J’avais vingt ans. Pas de bac en poche, mais déjà une obsession : raconter le monde. J’étais tombé amoureux des radios libres dès leur apparition et, le jour même de mes dix-huit ans, j’avais choisi d’en faire ma vie. Ce fut ma vraie école.


En avril 1987, j’ai eu la chance de couvrir « L’Aventure des métiers », cette grande manifestation installée à la Grande Halle de la Villette. Quatre cents métiers y étaient présentés. L’endroit bourdonnait de démonstrations, de machines, de stands colorés. On y croisait les jeunes et les familles, des ouvriers comme des cadres, et même les politiques qui comptaient. J’ai serré la main de Chirac, j’ai discuté avec Rocard. Tout semblait possible, la France se voulait moderne et confiante.


Et pourtant, une intuition me travaillait déjà. Nous étions en plein dans l’euphorie du Futuroscope, de la science triomphante, de l’Europe qui se dessinait. Mais derrière les discours, je voyais autre chose : la génération des baby-boomers, celle qui dominait la scène, s’était offert un cadeau royal. La retraite à 60 ans. Un privilège historique. Une promesse tenue… pour elle-même. J’étais persuadé que nous, les suivants, n’aurions pas cette chance.


Je n’étais pas économiste, juste un jeune journaliste. Mais ce doute-là, je l’ai gardé.



Ce qu’on ne disait pas aux jeunes


Car il faut le rappeler : la retraite française n’est pas une épargne personnelle. Ce n’est pas « j’ai cotisé, j’ai droit ». C’est un système par répartition : les actifs paient, chaque mois, les pensions des retraités. Rien n’est stocké pour demain, tout est redistribué dans l’instant.
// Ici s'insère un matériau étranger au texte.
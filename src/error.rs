// Error taxonomy shared by every pipeline stage, the CSV reader and the trainer.
use thiserror::Error;

#[derive(Debug, Error)]
pub enum PipelineError {
    #[error("{stage}: required column `{column}` is missing from the input")]
    MissingColumn {
        stage: &'static str,
        column: &'static str,
    },

    #[error("{stage}: cannot parse `{value}` in column `{column}` as a timestamp")]
    TimestampParse {
        stage: &'static str,
        column: &'static str,
        value: String,
    },

    #[error("{stage}: timestamp `{value}` is {found} but the batch is {expected}")]
    TimezoneMismatch {
        stage: &'static str,
        expected: &'static str,
        found: &'static str,
        value: String,
    },

    #[error("{stage}: transform called before fit")]
    NotFitted { stage: &'static str },

    #[error("{stage}: column `{column}` has no values to impute from")]
    Imputation {
        stage: &'static str,
        column: &'static str,
    },

    #[error("{stage}: {samples} samples cannot be split into {clusters} clusters")]
    InsufficientSamples {
        stage: &'static str,
        samples: usize,
        clusters: usize,
    },

    #[error("Invalid configuration: {0}")]
    InvalidConfig(String),

    #[error("Clustering failed: {0}")]
    Clustering(String),

    #[error("Training failed: {0}")]
    Training(String),

    #[error("CSV error: {0}")]
    Csv(#[from] csv::Error),

    #[error("I/O error: {0}")]
    Io(#[from] std::io::Error),

    #[error("Configuration error: {0}")]
    Config(#[from] config::ConfigError),
}
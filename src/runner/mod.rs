// Runner for the call-style examples
// Author: Gabriel Demetrios Lafis

mod styles;

pub use styles::*;

use std::io::Write;

use log::info;

use crate::data::UserRecord;
use crate::processing::{ProcessingError, RunSummary};
use crate::utils::{AppError, AppResult};

/// Run each style in order, writing a blank line and the style's header
/// before its results
pub fn run_examples<W: Write>(
    styles: &[CallStyle],
    records: &[UserRecord],
    out: &mut W,
) -> Result<Vec<RunSummary>, ProcessingError> {
    let mut summaries = Vec::with_capacity(styles.len());

    for style in styles {
        writeln!(out)?;
        writeln!(out, "{}", style.header())?;

        let summary = style.run(records, out)?;
        summaries.push(summary);
    }

    out.flush()?;
    info!("Ran {} examples over {} records", summaries.len(), records.len());

    Ok(summaries)
}

/// Turn example numbers into styles; an empty list selects every style
pub fn resolve_styles(numbers: &[u8]) -> AppResult<Vec<CallStyle>> {
    if numbers.is_empty() {
        return Ok(CallStyle::all().to_vec());
    }

    numbers
        .iter()
        .map(|&number| {
            CallStyle::from_number(number).ok_or_else(|| {
                AppError::Config(format!("Unknown example style {}, expected 1 to 5", number))
            })
        })
        .collect()
}
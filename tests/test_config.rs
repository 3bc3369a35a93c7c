// Configuration tests
// Author: Gabriel Demetrios Lafis

use std::io::Write;

use log::LevelFilter;
use tempfile::NamedTempFile;

use record_pipeline::utils::{AppError, Config};

fn temp_file(suffix: &str, contents: &str) -> NamedTempFile {
    let mut file = tempfile::Builder::new().suffix(suffix).tempfile().unwrap();
    file.write_all(contents.as_bytes()).unwrap();
    file.flush().unwrap();
    file
}

#[test]
fn test_default_config() {
    let config = Config::default();

    assert_eq!(config.logging.level, "warn");
    assert_eq!(config.log_level_filter(), LevelFilter::Warn);
    assert_eq!(config.source.path, None);
    assert!(config.run.styles.is_empty());
}

#[test]
fn test_yaml_config() {
    let file = temp_file(
        ".yaml",
        "logging:\n  level: debug\nsource:\n  path: users.csv\nrun:\n  styles: [1, 5]\n",
    );

    let config = Config::from_file(file.path()).unwrap();

    assert_eq!(config.log_level_filter(), LevelFilter::Debug);
    assert_eq!(config.source.path.as_deref(), Some("users.csv"));
    assert_eq!(config.source.format, None);
    assert_eq!(config.run.styles, vec![1, 5]);
}

#[test]
fn test_json_config_partial() {
    let file = temp_file(".json", r#"{ "logging": { "level": "TRACE" } }"#);

    let config = Config::from_file(file.path()).unwrap();

    assert_eq!(config.log_level_filter(), LevelFilter::Trace);
    assert_eq!(config.source, Config::default().source);
    assert_eq!(config.run, Config::default().run);
}

#[test]
fn test_unknown_level_falls_back_to_warn() {
    let mut config = Config::default();
    config.logging.level = "verbose".to_string();

    assert_eq!(config.log_level_filter(), LevelFilter::Warn);
}

#[test]
fn test_unsupported_config_format() {
    let file = temp_file(".toml", "[logging]\nlevel = \"info\"\n");

    match Config::from_file(file.path()) {
        Err(AppError::Config(msg)) => assert!(msg.contains("Unsupported")),
        other => panic!("expected config error, got {:?}", other),
    }
}

#[test]
fn test_invalid_config_contents() {
    let file = temp_file(".json", "{ not json");

    assert!(matches!(Config::from_file(file.path()), Err(AppError::Config(_))));
}
// Transform stages for the record pipeline
// Author: Gabriel Demetrios Lafis

use crate::data::UserRecord;
use super::{Stage, StageType};

/// Project a record to its real name
pub fn real_name(user: &UserRecord) -> String {
    user.real_name().to_string()
}

/// Uppercase a string using the standard Unicode case mapping
pub fn capitalize(user: String) -> String {
    user.to_uppercase()
}

/// Turn a record into a string value
pub struct ProjectStage {
    name: String,
    projection: Box<dyn Fn(&UserRecord) -> String + Send + Sync>,
}

impl ProjectStage {
    /// Create a new projection stage
    pub fn new<F>(name: &str, projection: F) -> Self
    where
        F: Fn(&UserRecord) -> String + Send + Sync + 'static,
    {
        ProjectStage {
            name: name.to_string(),
            projection: Box::new(projection),
        }
    }

    /// Create a projection to the record's real name
    pub fn real_name() -> Self {
        Self::new("real_name", real_name)
    }

    /// Create a projection to the record's gamer tag
    pub fn gamer_tag() -> Self {
        Self::new("gamer_tag", |user| user.gamer_tag().to_string())
    }

    /// Apply the projection
    pub fn apply(&self, user: &UserRecord) -> String {
        (self.projection)(user)
    }
}

impl Stage for ProjectStage {
    fn name(&self) -> &str {
        &self.name
    }

    fn stage_type(&self) -> StageType {
        StageType::Project
    }
}

/// Map one string value to another
pub struct MapStage {
    name: String,
    func: Box<dyn Fn(String) -> String + Send + Sync>,
}

impl MapStage {
    /// Create a new map stage
    pub fn new<F>(name: &str, func: F) -> Self
    where
        F: Fn(String) -> String + Send + Sync + 'static,
    {
        MapStage {
            name: name.to_string(),
            func: Box::new(func),
        }
    }

    /// Create an uppercasing stage
    pub fn capitalize() -> Self {
        Self::new("capitalize", capitalize)
    }

    /// Create a stage that trims surrounding whitespace
    pub fn trim() -> Self {
        Self::new("trim", |value| value.trim().to_string())
    }

    /// Apply the mapping
    pub fn apply(&self, value: String) -> String {
        (self.func)(value)
    }
}

impl Stage for MapStage {
    fn name(&self) -> &str {
        &self.name
    }

    fn stage_type(&self) -> StageType {
        StageType::Transform
    }
}
// Processing module for the record pipeline
// Author: Gabriel Demetrios Lafis

mod consumer;
mod filter;
mod transform;

pub use consumer::*;
pub use filter::*;
pub use transform::*;

use std::fmt;

use log::{debug, info};
use thiserror::Error;

use crate::data::UserRecord;

/// Common behaviour of pipeline stages
pub trait Stage {
    /// Get the stage name
    fn name(&self) -> &str;

    /// Get the stage type
    fn stage_type(&self) -> StageType;
}

/// Represents a stage type
#[derive(Debug, Clone, Copy, PartialEq, Eq)]
pub enum StageType {
    Filter,
    Project,
    Transform,
}

impl fmt::Display for StageType {
    fn fmt(&self, f: &mut fmt::Formatter) -> fmt::Result {
        match self {
            StageType::Filter => write!(f, "filter"),
            StageType::Project => write!(f, "project"),
            StageType::Transform => write!(f, "map"),
        }
    }
}

/// Represents an error in the processing module
#[derive(Debug, Error)]
pub enum ProcessingError {
    #[error("Output error: {0}")]
    Output(#[from] std::io::Error),
}

/// Counts for one completed pipeline run
#[derive(Debug, Clone, PartialEq, Eq)]
pub struct RunSummary {
    pub pipeline: String,
    pub input: usize,
    pub delivered: usize,
}

/// Filter, project and transform a sequence of records
///
/// Stages run in a fixed order: the filter decides which records go on, the
/// projection turns each kept record into a string, and the transform maps
/// that string to the value handed to the consumer. Output order always
/// follows input order.
pub struct RecordPipeline {
    name: String,
    filter: FilterStage,
    project: ProjectStage,
    transform: MapStage,
}

impl RecordPipeline {
    /// Create a new pipeline from plain functions
    pub fn new<P, T1, T2>(name: &str, predicate: P, project: T1, transform: T2) -> Self
    where
        P: Fn(&UserRecord) -> bool + Send + Sync + 'static,
        T1: Fn(&UserRecord) -> String + Send + Sync + 'static,
        T2: Fn(String) -> String + Send + Sync + 'static,
    {
        Self::from_stages(
            name,
            FilterStage::new("filter", predicate),
            ProjectStage::new("project", project),
            MapStage::new("transform", transform),
        )
    }

    /// Create a new pipeline from named stages
    pub fn from_stages(
        name: &str,
        filter: FilterStage,
        project: ProjectStage,
        transform: MapStage,
    ) -> Self {
        RecordPipeline {
            name: name.to_string(),
            filter,
            project,
            transform,
        }
    }

    /// Create the reference pipeline: keep tags with an inner space, take
    /// the real name, uppercase it
    pub fn reference(name: &str) -> Self {
        Self::from_stages(
            name,
            FilterStage::has_space(),
            ProjectStage::real_name(),
            MapStage::capitalize(),
        )
    }

    /// Get the pipeline name
    pub fn name(&self) -> &str {
        &self.name
    }

    /// Describe the stages in execution order
    pub fn describe(&self) -> String {
        let stages: [&dyn Stage; 3] = [&self.filter, &self.project, &self.transform];
        stages
            .iter()
            .map(|stage| format!("{}({})", stage.stage_type(), stage.name()))
            .collect::<Vec<_>>()
            .join(" -> ")
    }

    /// Lazily produce the output values for a sequence of records
    pub fn iter<'a>(&'a self, records: &'a [UserRecord]) -> impl Iterator<Item = String> + 'a {
        records
            .iter()
            .filter(move |user| {
                let keep = self.filter.matches(user);
                if !keep {
                    debug!("{}: dropped {}", self.name, user);
                }
                keep
            })
            .map(move |user| self.project.apply(user))
            .map(move |value| self.transform.apply(value))
    }

    /// Collect the output values for a sequence of records
    pub fn process(&self, records: &[UserRecord]) -> Vec<String> {
        self.iter(records).collect()
    }

    /// Run the pipeline, handing every output value to the consumer
    ///
    /// Stops at the first consumer error; values for later records are
    /// never produced.
    pub fn run<C: Consumer + ?Sized>(
        &self,
        records: &[UserRecord],
        consumer: &mut C,
    ) -> Result<RunSummary, ProcessingError> {
        debug!("{}: running {}", self.name, self.describe());

        let mut delivered = 0;
        for value in self.iter(records) {
            consumer.consume(value)?;
            delivered += 1;
        }

        info!(
            "{}: delivered {} of {} records",
            self.name,
            delivered,
            records.len()
        );

        Ok(RunSummary {
            pipeline: self.name.clone(),
            input: records.len(),
            delivered,
        })
    }
}

impl fmt::Debug for RecordPipeline {
    fn fmt(&self, f: &mut fmt::Formatter) -> fmt::Result {
        f.debug_struct("RecordPipeline")
            .field("name", &self.name)
            .field("stages", &self.describe())
            .finish()
    }
}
Et pourtant, combien de débats, de tribunes, de conversations où l’on entend le contraire… Comme si la retraite était un trésor accumulé au fil d’une vie, une sorte de capital personnel. Cette illusion nourrit les slogans : « Nos parents se sont battus pour nos droits », « Nous avons cotisé, c’est acquis ». Mais c’est une incompréhension tenace. On ne transmet pas un coffre plein, on transmet un fardeau.


Cette méprise a permis à toute une génération de vivre au-dessus des moyens démographiques, en s’offrant des conditions généreuses au moment où l’équation leur était favorable. En clair : cette génération a rasé gratis. Et le plus troublant, c’est que beaucoup persistent à nier cette fracture entre ceux qui ont profité et ceux qui paient aujourd’hui.


En 1987, il y avait encore environ 2,1 actifs pour financer un retraité. L’équilibre semblait tenable.


En 2025, nous sommes descendus à 1,7 actif par retraité. Et demain, ce sera 1,4. C’est une mécanique implacable : plus d’anciens à soutenir, moins de jeunes pour le faire. Le reste n’est qu’arbitrage politique.


À l’époque, la pyramide des âges jouait en faveur des boomers : nombreux, puissants, ils ont voté pour eux-mêmes une retraite généreuse et précoce. Aujourd’hui, leur héritage pèse lourd sur nos épaules.


C’est ce que François Bayrou a reconnu à demi-mots hier soir sur TF1, en appelant au “raisonnable” pour les actifs d’aujourd’hui, au nom de la jeunesse de demain… mais en oubliant de préciser qu’il appartenait lui-même à ceux qui ont bénéficié du système au moment le plus favorable.



Le contraste des époques


En 1987, l’avenir se rêvait lumineux. On inaugurait la Cité des sciences, on parlait technologies, Europe, modernité. La France voulait croire qu’elle pouvait tout affronter.


En 2025, le ton a changé. L’Insee mesure chaque mois la confiance des ménages : elle est inférieure à la moyenne historique. Les enquêtes montrent que plus de sept Français sur dix n’ont plus confiance dans la politique.


À la fin des années 80, Edgar Morin écrivait : « L’Europe vit un destin commun ; à nous d’en élaborer un dessein commun. »

Hélas, Maastricht n’a accouché que d’un grand marché sans âme, et l’Europe s’est muée en fuite en avant mondialiste.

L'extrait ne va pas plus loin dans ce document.